Sorry guys, I’m done. Been reading since ’08, can’t justify returning anymore. Was bothered by the unsubtle SXSW Doritos plug a few years back, but rationalized that it wasn’t that big a deal, because money. Slowly began to grow suspicious of the artists being featured here after pop acts starting showing up more often under the guise of poptimism, but I told myself that it wasn’t just Stereogum that was playing into this new age of blogola so I shouldn’t worry. Really began to become bothered by the fact that the same five or six indie music blogs started to push the same “new” acts and hyping all the same music, but I figured that this scene is pretty incestuous anyway.
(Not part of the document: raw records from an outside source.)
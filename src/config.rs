//! Configuration management for the spine alignment monitor
//!
//! Alignment thresholds are fixed constants and deliberately absent here.

use crate::{
    constants::{DEFAULT_FPS, DEFAULT_SURFACE_HEIGHT, DEFAULT_SURFACE_WIDTH, MIN_GUIDE_DASH_PX},
    render::RenderStyle,
    Error, Result,
};
use serde::{Deserialize, Serialize};
use std::path::{Path, PathBuf};

/// Application configuration
#[derive(Debug, Clone, Default, PartialEq, Serialize, Deserialize)]
#[serde(default)]
pub struct Config {
    /// Surface and window configuration
    pub display: DisplayConfig,

    /// Overlay colours and strokes
    pub style: RenderStyle,

    /// Analysis options
    pub analysis: AnalysisConfig,

    /// Landmark input configuration
    pub input: InputConfig,
}

/// Display configuration
#[derive(Debug, Clone, PartialEq, Serialize, Deserialize)]
#[serde(default)]
pub struct DisplayConfig {
    /// Drawing surface width in pixels
    pub width: u32,

    /// Drawing surface height in pixels
    pub height: u32,

    /// Window title when rendering to a window
    pub window_title: String,

    /// Show the overlay in a window (requires the `opencv` feature)
    pub show_window: bool,
}

/// Analysis options
#[derive(Debug, Clone, Default, PartialEq, Serialize, Deserialize)]
#[serde(default)]
pub struct AnalysisConfig {
    /// Treat frames as undetected when the nose, shoulders or hips fall
    /// below this visibility. Disabled when unset.
    pub min_visibility: Option<f64>,
}

/// Landmark input configuration
#[derive(Debug, Clone, PartialEq, Serialize, Deserialize)]
#[serde(default)]
pub struct InputConfig {
    /// JSON-lines landmark recording
    pub recording: Option<PathBuf>,

    /// Playback rate when showing a window
    pub fps: u32,
}

impl Default for DisplayConfig {
    fn default() -> Self {
        Self {
            width: DEFAULT_SURFACE_WIDTH,
            height: DEFAULT_SURFACE_HEIGHT,
            window_title: "Spine Alignment".to_string(),
            show_window: false,
        }
    }
}

impl Default for InputConfig {
    fn default() -> Self {
        Self {
            recording: None,
            fps: DEFAULT_FPS,
        }
    }
}

impl Config {
    /// Load configuration from a YAML file
    ///
    /// # Errors
    ///
    /// Returns an error if the file cannot be read or parsed
    pub fn from_file<P: AsRef<Path>>(path: P) -> Result<Self> {
        let content = std::fs::read_to_string(path).map_err(|e| Error::IoError(e.to_string()))?;

        Self::from_yaml(&content)
    }

    /// Parse configuration from YAML text
    ///
    /// # Errors
    ///
    /// Returns an error if the text is not a valid configuration
    pub fn from_yaml(content: &str) -> Result<Self> {
        serde_yaml::from_str(content).map_err(|e| Error::ConfigError(format!("Failed to parse config: {e}")))
    }

    /// Save configuration to a YAML file
    ///
    /// # Errors
    ///
    /// Returns an error if serialization or writing fails
    pub fn to_file<P: AsRef<Path>>(&self, path: P) -> Result<()> {
        std::fs::write(path, self.to_yaml()?).map_err(|e| Error::IoError(e.to_string()))?;

        Ok(())
    }

    /// Serialize configuration to YAML text
    ///
    /// # Errors
    ///
    /// Returns an error if serialization fails
    pub fn to_yaml(&self) -> Result<String> {
        serde_yaml::to_string(self).map_err(|e| Error::ConfigError(format!("Failed to serialize config: {e}")))
    }

    /// Validate configuration
    ///
    /// # Errors
    ///
    /// Returns a `ConfigError` describing the first invalid setting
    pub fn validate(&self) -> Result<()> {
        // Validate display settings
        if self.display.width == 0 || self.display.height == 0 {
            return Err(Error::ConfigError(format!(
                "Surface size must be non-zero, got {}x{}",
                self.display.width, self.display.height
            )));
        }
        if i32::try_from(self.display.width).is_err() || i32::try_from(self.display.height).is_err() {
            return Err(Error::ConfigError("Surface size is too large".to_string()));
        }

        // Validate analysis settings
        if let Some(min_visibility) = self.analysis.min_visibility {
            if !(0.0..=1.0).contains(&min_visibility) {
                return Err(Error::ConfigError(
                    "Minimum visibility must be between 0.0 and 1.0".to_string(),
                ));
            }
        }

        // Validate style
        let [dash, gap] = self.style.guide_dash;
        if !(dash >= MIN_GUIDE_DASH_PX && gap >= MIN_GUIDE_DASH_PX && dash.is_finite() && gap.is_finite()) {
            return Err(Error::ConfigError(format!(
                "Guide dash and gap lengths must be finite and at least {MIN_GUIDE_DASH_PX}px, got [{dash}, {gap}]"
            )));
        }
        for (name, value) in [
            ("guide_width", self.style.guide_width),
            ("bone_width", self.style.bone_width),
            ("spine_width", self.style.spine_width),
            ("joint_radius", self.style.joint_radius),
            ("spine_point_radius", self.style.spine_point_radius),
            ("nose_radius", self.style.nose_radius),
            ("label_size", self.style.label_size),
        ] {
            if !(value > 0.0 && value.is_finite()) {
                return Err(Error::ConfigError(format!("Style {name} must be positive, got {value}")));
            }
        }

        // Validate input settings
        if self.input.fps == 0 {
            return Err(Error::ConfigError("Input FPS must be greater than 0".to_string()));
        }
        if let Some(recording) = &self.input.recording {
            if !recording.exists() {
                return Err(Error::ConfigError(format!(
                    "Landmark recording not found: {}",
                    recording.display()
                )));
            }
        }

        Ok(())
    }
}

/// Example configuration file content
pub const EXAMPLE_CONFIG: &str = r#"# Spine Alignment Configuration

# Drawing surface
display:
  width: 640
  height: 480
  window_title: "Spine Alignment"
  show_window: false

# Overlay appearance
style:
  background: { r: 26, g: 26, b: 46 }
  guide_color: { r: 120, g: 144, b: 156 }
  guide_width: 2.0
  guide_dash: [10.0, 10.0]
  guide_label: "CENTER"
  label_size: 14.0
  label_offset: 20.0
  bone_color: { r: 0, g: 188, b: 212 }
  bone_width: 3.0
  joint_color: { r: 255, g: 255, b: 255 }
  joint_radius: 4.0
  aligned_color: { r: 76, g: 175, b: 80 }
  misaligned_color: { r: 244, g: 67, b: 54 }
  spine_width: 5.0
  spine_point_radius: 5.0
  nose_radius: 9.0

# Analysis
analysis:
  # Set (e.g. 0.5) to ignore frames whose core joints are poorly visible
  min_visibility: null

# Landmark input
input:
  # recording: "recordings/session.jsonl"
  fps: 30
"#;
Now I click-through on an article dedicated to artists trying to independently fund their new albums and various other projects through crowdsourcing and it’s prefaced with a plug for a corporate sponsor. I can’t even tell if this is supposed to be a joke, because I’m not sure anyone involved was probably aware of the irony. I can only hope they’d be so naive, because if they were aware then that makes it infinitely worse.

So, in short, it’s been fun and stuff, whatever whatever, bye.

 +4Posted on Nov 30th, 2013 | re: Mastodon Say Their Thanksgiving T-Shirt Is Not Racist (25 comments)

Where’s that large Dying Fetus/Stereogum crossover audience? Probably why there isn’t a bigger issue about that shirt. Mastodon has been a part of the indie hype machine for a few years now (remember that 7″ they did with Feist?), so the uproar over this makes sense.

Basically, it’s a bunch of left-leaning white dudes who thought they were being funny by making a jab at American exceptionalism but stumbled over their own privilege. Fear not though, I can assure you that somewhere on Tumblr a gaggle of social justice drones are waiting to launch a humorless counter-assault, with a thesis amounting to: all metal fans are neanderthals.

 0Posted on Oct 15th, 2013 | re: Total Slacker - "Sometimes You Gotta Die" (Stereogum Premiere) (7 comments)

Reminds me a bit of Psychic Teens. Seems goth and shoegaze are starting to intermingle again (Lycia?). Instead of slimegaze, how about deathgaze as a ridiculous sub-categorization?

 +5Posted on Oct 5th, 2013 | re: Deconstructing: HAIM, Lorde, And The Monogenre (110 comments)

I disagree.

We’ve seen this before. That point in the early ’80s when new wave, an evolution of an independent strain of rock music (punk), suddenly started finding commercial success. Non-new wave artists began incorporating elements of the genre in an attempt to seem relevant (Frampton’s Art of Control) or simply out of a lack of distinction in sounds (Whodini’s first single being produced by Thomas Dolby) while new wave artists began incorporating others sounds like hip hop (Blondie’s “Rapture”, Malcom McLaren “Buffalo Gals”) and other genres that would be seemingly opposed to their sound. Then there were people like Michael Jackson, Madonna, and Prince, people who so fully merged multiple genres that they gave us the first true conception of modern pop music. By the end of the decade, there really wasn’t much of a distinction in the pop realm between many of the genres, so you had something like Neneh Cherry’s “Buffalo Stance” which appealed across a spectrum that could include college radio but also the pop charts in the same way a Lorde is positioned today, but that changed sometime in the early ’90s.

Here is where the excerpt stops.